◆ **Data under study**:
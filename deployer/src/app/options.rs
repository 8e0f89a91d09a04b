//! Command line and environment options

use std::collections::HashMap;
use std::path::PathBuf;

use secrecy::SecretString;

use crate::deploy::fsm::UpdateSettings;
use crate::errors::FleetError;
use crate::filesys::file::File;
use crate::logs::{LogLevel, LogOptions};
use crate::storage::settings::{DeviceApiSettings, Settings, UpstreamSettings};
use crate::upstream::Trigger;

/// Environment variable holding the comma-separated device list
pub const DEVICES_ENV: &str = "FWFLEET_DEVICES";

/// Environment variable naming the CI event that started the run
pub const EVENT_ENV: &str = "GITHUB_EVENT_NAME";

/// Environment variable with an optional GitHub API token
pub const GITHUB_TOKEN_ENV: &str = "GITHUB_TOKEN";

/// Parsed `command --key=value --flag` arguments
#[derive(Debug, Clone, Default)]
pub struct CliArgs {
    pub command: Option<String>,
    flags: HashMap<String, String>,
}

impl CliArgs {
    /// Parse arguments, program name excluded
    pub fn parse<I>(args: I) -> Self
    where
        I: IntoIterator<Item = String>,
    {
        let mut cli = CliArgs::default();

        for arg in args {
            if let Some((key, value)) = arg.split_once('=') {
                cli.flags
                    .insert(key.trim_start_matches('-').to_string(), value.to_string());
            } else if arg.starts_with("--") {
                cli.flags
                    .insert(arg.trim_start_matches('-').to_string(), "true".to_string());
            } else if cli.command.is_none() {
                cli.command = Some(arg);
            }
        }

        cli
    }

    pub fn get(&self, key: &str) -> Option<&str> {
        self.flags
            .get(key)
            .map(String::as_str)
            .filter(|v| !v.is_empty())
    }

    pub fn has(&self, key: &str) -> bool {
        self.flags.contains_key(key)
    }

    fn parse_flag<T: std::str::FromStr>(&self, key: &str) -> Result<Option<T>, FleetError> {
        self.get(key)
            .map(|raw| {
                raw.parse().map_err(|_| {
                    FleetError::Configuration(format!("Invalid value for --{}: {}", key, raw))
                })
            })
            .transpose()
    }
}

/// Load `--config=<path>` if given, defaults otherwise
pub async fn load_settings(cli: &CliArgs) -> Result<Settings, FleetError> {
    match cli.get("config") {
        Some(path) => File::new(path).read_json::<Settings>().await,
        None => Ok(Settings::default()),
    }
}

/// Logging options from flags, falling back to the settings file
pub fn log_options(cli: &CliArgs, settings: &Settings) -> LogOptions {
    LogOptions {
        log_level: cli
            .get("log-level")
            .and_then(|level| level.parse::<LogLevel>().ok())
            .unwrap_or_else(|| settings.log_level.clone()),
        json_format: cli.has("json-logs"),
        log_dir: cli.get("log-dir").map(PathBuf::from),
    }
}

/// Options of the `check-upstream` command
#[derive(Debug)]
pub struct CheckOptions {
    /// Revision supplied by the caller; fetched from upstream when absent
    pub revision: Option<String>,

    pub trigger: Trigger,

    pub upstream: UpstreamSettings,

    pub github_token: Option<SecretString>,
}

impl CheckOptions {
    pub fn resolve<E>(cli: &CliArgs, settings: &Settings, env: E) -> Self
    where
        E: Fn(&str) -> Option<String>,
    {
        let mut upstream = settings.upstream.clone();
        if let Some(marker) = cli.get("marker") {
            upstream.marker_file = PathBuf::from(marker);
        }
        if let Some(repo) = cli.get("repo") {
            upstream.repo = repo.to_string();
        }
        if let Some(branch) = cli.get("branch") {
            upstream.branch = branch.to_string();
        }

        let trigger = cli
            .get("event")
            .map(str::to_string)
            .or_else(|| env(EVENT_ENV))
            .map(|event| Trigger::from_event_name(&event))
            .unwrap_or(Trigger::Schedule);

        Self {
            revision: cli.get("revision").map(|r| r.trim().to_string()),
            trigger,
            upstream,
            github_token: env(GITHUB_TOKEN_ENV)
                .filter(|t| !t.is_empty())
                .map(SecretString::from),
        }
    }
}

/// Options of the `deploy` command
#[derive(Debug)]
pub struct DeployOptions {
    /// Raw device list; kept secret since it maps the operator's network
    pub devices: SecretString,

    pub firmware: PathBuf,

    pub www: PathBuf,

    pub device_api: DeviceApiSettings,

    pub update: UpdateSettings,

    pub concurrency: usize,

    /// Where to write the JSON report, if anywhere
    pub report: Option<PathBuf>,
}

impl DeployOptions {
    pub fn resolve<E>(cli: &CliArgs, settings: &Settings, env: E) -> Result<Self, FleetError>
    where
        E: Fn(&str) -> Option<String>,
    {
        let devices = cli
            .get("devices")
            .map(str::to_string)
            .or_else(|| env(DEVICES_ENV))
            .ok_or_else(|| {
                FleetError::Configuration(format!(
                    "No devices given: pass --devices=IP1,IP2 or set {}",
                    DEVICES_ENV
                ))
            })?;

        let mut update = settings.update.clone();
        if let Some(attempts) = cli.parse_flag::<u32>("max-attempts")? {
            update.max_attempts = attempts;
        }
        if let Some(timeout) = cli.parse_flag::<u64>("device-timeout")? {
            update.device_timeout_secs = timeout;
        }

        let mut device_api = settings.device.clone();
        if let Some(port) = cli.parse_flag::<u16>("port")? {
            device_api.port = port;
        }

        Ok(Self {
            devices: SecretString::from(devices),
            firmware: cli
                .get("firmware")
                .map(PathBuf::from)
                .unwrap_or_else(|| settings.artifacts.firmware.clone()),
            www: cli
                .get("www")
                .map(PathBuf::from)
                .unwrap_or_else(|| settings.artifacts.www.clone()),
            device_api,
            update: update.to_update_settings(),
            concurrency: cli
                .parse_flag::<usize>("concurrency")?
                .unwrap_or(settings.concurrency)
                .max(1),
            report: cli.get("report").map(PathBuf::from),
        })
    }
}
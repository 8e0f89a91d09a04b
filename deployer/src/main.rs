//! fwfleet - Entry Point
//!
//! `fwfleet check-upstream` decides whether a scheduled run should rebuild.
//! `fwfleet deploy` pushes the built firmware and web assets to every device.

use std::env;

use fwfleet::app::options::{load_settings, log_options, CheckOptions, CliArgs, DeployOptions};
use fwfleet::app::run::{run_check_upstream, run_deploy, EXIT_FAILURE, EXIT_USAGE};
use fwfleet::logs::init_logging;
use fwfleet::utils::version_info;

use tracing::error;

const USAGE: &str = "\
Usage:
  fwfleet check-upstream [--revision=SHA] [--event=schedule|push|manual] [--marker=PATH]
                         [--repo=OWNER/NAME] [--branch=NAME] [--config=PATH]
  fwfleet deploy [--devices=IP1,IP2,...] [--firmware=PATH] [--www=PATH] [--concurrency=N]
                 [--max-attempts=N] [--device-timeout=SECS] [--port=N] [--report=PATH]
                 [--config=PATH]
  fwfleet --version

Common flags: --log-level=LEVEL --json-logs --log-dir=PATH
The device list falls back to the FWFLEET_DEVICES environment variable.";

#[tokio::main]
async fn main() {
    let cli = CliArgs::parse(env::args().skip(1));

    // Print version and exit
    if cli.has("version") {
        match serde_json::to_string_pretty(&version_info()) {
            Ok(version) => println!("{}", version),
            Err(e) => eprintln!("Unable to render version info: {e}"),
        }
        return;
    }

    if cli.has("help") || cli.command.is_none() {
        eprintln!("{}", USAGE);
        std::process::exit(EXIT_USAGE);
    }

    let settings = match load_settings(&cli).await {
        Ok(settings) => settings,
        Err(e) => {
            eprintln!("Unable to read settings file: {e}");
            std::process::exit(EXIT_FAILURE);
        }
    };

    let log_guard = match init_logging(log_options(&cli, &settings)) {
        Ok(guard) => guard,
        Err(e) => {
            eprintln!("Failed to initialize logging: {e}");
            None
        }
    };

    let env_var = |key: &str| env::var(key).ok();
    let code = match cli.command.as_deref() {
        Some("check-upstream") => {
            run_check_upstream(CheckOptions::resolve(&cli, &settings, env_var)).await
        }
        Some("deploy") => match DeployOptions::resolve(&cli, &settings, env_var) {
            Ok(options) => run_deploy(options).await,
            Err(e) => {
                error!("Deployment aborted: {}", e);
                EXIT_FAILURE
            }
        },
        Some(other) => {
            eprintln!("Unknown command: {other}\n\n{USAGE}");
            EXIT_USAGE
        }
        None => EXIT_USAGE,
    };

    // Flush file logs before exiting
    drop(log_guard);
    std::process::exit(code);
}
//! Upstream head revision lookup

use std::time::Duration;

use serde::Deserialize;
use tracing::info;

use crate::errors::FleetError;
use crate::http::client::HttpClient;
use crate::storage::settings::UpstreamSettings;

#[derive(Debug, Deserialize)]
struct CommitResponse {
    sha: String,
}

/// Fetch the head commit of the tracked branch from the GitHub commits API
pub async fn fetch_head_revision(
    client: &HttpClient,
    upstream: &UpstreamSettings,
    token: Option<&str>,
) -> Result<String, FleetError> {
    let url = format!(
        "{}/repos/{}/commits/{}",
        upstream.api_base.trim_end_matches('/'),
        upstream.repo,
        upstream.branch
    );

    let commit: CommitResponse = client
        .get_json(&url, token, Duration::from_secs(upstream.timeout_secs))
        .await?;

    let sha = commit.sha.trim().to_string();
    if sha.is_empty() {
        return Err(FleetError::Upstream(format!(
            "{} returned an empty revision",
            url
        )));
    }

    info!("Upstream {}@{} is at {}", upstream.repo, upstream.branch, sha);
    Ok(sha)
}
* * *
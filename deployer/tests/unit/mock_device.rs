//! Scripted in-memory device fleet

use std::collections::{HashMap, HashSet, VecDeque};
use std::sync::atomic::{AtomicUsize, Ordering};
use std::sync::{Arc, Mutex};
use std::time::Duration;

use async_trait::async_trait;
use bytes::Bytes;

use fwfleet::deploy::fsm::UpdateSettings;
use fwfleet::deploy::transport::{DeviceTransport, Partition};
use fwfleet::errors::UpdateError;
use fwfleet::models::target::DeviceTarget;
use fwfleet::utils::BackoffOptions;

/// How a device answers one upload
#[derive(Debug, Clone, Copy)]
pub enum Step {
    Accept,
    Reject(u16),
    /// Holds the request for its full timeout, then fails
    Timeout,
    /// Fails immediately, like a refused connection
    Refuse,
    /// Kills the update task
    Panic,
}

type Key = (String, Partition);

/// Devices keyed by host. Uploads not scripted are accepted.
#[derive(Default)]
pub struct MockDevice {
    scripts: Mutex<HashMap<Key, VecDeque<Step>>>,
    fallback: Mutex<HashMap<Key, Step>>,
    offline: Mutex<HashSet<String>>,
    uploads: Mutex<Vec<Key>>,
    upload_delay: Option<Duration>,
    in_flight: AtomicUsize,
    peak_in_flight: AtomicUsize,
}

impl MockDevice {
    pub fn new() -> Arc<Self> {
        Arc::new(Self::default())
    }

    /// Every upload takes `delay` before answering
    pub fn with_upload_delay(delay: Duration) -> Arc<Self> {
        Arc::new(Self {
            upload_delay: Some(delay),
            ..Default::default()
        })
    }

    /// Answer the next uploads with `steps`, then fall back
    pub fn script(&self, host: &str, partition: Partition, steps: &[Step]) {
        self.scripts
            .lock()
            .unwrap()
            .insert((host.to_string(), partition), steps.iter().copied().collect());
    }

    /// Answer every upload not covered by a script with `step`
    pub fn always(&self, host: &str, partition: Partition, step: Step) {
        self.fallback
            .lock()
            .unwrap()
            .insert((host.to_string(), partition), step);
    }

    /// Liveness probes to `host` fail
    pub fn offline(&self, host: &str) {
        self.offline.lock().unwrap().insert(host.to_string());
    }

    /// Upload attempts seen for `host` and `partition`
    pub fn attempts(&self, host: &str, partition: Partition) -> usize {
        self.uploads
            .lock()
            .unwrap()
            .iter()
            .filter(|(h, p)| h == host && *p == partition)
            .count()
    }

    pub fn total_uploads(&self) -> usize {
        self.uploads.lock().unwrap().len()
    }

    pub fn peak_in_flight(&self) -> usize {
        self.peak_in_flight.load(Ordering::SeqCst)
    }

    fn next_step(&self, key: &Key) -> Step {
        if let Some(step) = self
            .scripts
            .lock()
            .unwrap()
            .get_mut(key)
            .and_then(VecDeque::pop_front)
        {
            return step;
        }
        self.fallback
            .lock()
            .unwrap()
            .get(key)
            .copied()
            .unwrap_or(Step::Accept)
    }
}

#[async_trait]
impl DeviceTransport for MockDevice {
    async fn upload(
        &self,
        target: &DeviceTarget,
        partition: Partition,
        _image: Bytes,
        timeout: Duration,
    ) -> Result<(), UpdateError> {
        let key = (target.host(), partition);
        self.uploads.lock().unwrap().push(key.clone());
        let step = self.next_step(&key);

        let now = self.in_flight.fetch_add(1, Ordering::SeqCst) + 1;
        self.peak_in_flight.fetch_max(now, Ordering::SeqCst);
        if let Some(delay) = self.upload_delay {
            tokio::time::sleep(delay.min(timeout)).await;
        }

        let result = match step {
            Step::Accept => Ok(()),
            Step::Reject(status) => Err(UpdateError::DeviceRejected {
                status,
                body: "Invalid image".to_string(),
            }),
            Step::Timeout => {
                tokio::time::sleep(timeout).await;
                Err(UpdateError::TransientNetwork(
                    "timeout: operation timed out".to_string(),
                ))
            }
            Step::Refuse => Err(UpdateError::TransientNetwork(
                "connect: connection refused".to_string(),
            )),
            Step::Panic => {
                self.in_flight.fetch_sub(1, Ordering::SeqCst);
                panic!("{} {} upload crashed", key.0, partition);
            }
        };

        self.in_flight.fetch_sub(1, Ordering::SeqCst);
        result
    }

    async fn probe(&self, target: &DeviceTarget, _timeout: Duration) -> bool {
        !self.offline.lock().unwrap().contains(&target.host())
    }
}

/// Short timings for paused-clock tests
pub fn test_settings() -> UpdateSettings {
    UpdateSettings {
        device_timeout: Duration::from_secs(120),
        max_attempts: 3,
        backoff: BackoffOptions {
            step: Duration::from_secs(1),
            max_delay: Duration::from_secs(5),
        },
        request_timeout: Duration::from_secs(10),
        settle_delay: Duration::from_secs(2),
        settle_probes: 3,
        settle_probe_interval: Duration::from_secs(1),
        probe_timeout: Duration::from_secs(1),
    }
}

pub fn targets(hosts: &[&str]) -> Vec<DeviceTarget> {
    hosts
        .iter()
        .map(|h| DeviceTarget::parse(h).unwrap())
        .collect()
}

◆ **What to do**: Your answer should consist of each line above in which "LogOptions" appears.

◆ **Exercise result**:
use crate::logs::{LogLevel, LogOptions};
pub fn log_options(cli: &CliArgs, settings: &Settings) -> LogOptions {
    LogOptions {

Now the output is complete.